> [WHAT TO PRODUCE] Your answer should be every line of the entries that has the string "IdGenerator" in it.

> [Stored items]
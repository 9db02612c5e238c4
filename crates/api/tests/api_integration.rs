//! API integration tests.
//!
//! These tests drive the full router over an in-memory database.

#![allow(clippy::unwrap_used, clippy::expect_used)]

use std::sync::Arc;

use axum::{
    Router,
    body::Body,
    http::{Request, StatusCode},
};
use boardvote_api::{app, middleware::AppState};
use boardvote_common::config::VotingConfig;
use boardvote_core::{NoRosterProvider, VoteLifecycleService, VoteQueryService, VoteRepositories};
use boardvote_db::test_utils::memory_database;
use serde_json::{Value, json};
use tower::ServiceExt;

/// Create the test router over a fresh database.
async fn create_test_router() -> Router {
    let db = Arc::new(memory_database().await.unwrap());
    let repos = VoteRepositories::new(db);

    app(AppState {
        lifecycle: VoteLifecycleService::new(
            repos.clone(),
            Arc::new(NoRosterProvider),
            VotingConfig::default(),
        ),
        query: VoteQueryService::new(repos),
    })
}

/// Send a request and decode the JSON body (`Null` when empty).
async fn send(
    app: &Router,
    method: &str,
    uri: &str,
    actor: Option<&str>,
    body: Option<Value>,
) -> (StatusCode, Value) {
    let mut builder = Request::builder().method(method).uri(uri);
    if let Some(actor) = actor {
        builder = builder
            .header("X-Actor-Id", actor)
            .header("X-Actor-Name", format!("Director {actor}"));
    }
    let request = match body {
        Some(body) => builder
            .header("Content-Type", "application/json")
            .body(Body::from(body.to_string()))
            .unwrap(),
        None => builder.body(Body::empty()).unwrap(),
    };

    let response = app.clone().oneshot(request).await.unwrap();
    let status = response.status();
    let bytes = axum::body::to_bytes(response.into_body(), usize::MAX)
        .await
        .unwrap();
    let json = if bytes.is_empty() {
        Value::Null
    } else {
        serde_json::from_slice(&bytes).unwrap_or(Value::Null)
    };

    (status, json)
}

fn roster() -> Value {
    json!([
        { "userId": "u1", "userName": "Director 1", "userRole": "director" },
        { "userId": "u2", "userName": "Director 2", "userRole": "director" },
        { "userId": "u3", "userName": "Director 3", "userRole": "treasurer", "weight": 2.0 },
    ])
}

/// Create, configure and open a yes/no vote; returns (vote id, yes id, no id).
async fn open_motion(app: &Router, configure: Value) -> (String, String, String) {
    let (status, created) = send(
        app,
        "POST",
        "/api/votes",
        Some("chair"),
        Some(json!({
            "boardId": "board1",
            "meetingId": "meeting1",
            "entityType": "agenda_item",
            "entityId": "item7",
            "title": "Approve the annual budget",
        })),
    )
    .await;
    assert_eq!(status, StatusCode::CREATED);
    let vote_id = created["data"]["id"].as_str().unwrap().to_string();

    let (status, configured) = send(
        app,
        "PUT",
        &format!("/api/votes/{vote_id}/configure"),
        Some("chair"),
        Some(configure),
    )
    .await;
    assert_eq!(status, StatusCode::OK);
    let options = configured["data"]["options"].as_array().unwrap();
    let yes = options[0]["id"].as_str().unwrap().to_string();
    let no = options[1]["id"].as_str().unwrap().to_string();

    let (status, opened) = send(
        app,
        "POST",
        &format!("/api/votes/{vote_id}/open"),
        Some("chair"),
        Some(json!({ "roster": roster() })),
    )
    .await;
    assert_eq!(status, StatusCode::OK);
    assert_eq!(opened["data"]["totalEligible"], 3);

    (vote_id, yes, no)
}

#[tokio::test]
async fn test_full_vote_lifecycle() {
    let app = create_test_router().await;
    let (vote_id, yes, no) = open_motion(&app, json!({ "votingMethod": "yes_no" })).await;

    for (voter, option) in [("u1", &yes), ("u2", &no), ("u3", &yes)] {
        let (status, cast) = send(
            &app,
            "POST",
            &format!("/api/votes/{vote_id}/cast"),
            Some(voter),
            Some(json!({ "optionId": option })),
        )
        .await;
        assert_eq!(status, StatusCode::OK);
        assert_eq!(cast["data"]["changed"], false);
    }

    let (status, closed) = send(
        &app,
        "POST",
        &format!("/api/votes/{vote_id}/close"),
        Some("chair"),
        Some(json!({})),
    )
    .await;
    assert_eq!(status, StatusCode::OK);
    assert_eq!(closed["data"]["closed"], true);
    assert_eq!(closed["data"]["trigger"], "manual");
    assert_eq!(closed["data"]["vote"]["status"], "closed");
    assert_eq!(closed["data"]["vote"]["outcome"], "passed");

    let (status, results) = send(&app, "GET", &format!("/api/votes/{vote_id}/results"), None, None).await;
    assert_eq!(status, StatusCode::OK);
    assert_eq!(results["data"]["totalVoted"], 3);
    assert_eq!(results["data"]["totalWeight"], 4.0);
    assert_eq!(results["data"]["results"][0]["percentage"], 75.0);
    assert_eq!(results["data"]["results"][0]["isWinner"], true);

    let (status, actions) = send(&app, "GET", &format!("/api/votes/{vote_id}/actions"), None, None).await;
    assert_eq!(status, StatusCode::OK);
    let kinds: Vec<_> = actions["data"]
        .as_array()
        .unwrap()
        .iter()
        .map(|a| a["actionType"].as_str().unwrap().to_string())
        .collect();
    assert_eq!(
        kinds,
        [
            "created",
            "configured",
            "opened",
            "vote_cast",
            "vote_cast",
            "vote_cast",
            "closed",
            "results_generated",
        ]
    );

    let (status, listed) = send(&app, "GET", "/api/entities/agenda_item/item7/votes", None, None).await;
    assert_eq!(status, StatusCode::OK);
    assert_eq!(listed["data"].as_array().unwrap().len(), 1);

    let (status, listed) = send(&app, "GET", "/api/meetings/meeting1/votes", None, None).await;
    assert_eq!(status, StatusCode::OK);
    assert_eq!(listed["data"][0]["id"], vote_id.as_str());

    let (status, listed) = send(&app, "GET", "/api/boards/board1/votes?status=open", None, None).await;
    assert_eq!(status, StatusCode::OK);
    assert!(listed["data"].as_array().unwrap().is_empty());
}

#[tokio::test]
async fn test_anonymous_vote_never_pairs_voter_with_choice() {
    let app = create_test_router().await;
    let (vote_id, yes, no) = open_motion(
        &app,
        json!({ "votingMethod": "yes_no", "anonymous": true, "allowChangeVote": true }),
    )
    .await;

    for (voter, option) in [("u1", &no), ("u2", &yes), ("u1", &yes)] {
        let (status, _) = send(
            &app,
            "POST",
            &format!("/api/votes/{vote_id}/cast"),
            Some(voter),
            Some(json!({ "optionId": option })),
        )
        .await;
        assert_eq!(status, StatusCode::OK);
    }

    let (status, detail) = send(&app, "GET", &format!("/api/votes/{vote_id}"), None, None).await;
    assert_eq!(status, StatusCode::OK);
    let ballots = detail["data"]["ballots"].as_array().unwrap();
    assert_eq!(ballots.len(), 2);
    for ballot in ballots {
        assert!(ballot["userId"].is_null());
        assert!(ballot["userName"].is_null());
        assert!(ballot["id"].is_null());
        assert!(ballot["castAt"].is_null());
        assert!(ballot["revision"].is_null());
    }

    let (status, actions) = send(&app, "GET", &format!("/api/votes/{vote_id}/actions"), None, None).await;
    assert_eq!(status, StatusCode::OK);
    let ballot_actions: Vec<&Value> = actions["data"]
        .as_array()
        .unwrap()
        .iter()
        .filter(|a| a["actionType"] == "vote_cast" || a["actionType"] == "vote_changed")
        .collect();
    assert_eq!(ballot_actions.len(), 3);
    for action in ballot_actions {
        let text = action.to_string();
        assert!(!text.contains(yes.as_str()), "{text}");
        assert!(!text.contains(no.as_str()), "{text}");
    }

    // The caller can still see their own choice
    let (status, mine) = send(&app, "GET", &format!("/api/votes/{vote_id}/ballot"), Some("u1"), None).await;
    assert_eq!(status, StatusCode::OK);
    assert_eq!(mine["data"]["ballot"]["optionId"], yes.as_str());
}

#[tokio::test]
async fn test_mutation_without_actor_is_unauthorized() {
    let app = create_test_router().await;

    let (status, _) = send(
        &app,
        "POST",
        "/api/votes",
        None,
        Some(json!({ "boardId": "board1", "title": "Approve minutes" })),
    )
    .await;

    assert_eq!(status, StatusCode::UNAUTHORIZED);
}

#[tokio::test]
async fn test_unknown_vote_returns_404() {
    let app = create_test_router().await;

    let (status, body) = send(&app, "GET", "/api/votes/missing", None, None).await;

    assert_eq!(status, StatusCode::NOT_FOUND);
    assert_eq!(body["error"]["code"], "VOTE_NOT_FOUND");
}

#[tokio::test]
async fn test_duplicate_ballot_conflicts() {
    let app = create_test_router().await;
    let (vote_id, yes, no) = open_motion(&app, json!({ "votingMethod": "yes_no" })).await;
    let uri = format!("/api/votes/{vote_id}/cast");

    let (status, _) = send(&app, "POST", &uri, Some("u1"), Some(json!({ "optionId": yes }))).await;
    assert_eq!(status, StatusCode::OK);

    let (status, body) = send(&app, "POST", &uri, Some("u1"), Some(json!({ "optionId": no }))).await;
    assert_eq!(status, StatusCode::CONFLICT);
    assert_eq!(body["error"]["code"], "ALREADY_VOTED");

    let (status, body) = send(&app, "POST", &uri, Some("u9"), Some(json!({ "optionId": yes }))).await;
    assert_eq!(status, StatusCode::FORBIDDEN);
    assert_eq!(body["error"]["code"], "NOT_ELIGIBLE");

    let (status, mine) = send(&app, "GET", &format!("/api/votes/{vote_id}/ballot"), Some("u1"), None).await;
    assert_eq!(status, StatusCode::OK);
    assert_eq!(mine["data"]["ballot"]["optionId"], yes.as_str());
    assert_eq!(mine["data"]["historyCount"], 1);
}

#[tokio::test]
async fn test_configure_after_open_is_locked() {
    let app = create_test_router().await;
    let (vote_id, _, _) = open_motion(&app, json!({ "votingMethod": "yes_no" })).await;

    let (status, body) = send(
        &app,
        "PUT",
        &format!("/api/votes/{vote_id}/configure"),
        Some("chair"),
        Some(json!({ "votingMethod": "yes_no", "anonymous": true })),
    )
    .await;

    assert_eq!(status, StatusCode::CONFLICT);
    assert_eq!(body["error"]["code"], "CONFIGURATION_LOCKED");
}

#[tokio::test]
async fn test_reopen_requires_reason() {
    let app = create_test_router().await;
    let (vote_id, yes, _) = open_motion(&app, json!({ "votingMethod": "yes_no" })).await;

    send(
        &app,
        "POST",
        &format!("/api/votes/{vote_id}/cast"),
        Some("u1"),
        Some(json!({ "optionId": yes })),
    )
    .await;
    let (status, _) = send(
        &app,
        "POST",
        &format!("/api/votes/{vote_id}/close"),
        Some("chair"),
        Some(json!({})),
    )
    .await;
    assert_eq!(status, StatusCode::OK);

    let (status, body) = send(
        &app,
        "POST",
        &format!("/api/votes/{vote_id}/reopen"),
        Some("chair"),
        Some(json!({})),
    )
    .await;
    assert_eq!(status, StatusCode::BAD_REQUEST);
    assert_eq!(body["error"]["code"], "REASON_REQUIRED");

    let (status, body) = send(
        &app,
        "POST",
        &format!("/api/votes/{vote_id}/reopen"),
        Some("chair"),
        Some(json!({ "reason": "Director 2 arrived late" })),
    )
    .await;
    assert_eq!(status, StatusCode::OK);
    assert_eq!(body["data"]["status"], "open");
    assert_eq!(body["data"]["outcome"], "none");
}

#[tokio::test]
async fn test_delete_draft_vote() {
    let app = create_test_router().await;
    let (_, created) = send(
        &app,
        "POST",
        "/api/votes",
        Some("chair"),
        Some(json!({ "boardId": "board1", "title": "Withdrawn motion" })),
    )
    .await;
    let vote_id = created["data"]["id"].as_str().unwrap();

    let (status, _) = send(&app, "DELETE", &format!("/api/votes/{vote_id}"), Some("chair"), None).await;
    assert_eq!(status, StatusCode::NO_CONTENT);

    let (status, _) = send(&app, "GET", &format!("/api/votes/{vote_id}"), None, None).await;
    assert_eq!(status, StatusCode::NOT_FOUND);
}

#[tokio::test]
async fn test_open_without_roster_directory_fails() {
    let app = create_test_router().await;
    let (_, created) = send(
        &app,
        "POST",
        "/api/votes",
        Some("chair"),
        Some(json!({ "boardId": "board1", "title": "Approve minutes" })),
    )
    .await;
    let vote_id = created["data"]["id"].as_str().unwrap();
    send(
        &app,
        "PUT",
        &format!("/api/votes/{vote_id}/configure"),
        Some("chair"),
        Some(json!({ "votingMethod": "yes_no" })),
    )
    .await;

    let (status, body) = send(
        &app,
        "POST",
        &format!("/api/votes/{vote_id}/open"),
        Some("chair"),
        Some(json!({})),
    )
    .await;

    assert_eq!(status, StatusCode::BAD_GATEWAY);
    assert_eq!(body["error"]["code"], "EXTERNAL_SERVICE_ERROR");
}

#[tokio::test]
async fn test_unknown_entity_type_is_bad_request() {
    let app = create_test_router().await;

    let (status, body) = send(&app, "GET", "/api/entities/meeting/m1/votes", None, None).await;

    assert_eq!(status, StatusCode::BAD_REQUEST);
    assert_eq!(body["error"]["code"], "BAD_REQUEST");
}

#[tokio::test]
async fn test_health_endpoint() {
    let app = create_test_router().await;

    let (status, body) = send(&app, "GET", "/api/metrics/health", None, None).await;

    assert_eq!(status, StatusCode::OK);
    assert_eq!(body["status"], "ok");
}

...

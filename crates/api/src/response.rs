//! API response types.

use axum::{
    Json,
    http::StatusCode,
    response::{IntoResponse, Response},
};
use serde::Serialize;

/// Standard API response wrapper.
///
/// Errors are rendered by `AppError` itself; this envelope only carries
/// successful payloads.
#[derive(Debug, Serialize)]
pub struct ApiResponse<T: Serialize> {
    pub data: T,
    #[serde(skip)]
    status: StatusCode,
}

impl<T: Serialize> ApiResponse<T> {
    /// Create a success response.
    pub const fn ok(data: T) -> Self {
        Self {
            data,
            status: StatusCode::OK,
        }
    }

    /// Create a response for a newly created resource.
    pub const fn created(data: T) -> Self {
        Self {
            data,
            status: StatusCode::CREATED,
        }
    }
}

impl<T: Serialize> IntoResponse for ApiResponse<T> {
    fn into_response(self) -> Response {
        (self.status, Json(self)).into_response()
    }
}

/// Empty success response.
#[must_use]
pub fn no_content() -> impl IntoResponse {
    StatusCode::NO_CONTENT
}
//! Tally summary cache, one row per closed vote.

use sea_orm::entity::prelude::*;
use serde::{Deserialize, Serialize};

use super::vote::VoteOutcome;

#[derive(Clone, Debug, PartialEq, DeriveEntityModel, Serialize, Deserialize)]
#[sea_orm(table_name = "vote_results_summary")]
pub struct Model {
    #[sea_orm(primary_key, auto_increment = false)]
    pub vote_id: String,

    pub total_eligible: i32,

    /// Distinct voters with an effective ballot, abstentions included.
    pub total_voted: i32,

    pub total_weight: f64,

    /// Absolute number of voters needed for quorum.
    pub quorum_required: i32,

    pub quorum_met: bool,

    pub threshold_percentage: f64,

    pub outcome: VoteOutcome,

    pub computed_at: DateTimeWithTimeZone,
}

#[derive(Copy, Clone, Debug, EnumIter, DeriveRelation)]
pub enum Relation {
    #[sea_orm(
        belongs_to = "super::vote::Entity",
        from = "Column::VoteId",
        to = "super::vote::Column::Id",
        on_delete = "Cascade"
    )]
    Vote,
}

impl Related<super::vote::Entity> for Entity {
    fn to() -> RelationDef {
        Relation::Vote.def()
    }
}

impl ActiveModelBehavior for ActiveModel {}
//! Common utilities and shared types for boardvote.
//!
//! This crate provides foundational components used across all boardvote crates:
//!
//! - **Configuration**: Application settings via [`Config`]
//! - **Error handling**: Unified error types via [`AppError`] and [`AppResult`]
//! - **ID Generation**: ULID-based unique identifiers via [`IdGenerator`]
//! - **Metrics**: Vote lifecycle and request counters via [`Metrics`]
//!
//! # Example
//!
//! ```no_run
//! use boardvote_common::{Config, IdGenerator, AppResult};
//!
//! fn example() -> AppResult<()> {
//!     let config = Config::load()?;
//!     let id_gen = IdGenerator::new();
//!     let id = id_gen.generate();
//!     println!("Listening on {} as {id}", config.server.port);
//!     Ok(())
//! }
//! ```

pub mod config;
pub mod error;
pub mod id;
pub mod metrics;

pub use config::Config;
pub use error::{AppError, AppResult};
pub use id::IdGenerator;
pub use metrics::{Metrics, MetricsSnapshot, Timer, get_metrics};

---

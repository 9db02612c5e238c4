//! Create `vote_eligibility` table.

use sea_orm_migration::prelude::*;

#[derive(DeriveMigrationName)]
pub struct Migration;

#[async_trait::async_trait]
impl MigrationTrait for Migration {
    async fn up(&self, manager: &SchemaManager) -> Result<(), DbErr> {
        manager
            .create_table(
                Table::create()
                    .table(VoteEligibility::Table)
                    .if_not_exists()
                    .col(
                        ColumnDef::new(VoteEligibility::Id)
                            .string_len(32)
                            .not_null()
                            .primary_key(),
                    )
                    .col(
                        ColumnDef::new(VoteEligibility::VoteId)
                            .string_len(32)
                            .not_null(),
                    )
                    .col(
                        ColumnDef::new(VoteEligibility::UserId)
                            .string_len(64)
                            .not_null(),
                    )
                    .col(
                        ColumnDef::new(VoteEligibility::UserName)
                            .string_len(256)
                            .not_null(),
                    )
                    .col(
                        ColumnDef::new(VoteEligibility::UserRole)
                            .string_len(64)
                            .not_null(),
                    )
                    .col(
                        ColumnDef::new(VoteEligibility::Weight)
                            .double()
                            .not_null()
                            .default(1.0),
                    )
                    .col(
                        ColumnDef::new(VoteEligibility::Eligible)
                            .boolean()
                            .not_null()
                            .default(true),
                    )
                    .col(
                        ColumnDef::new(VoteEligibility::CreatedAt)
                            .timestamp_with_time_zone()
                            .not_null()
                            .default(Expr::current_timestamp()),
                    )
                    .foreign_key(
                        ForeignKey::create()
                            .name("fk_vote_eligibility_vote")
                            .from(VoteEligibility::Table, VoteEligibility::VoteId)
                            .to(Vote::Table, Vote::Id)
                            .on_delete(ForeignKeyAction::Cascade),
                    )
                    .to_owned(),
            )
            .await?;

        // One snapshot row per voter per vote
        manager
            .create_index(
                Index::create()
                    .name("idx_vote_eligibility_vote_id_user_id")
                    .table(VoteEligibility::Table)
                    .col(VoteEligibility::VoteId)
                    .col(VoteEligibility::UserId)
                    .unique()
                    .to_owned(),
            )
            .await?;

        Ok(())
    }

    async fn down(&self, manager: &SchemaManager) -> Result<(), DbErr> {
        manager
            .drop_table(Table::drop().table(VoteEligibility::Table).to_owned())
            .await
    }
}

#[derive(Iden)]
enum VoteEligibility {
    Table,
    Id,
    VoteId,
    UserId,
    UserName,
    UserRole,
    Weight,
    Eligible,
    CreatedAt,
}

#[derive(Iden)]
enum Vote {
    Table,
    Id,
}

> [YOUR SOLUTION]
//! - **ID Generation**: ULID-based unique identifiers via [`IdGenerator`]
//! use boardvote_common::{Config, IdGenerator, AppResult};
//!     let id_gen = IdGenerator::new();
pub use id::IdGenerator;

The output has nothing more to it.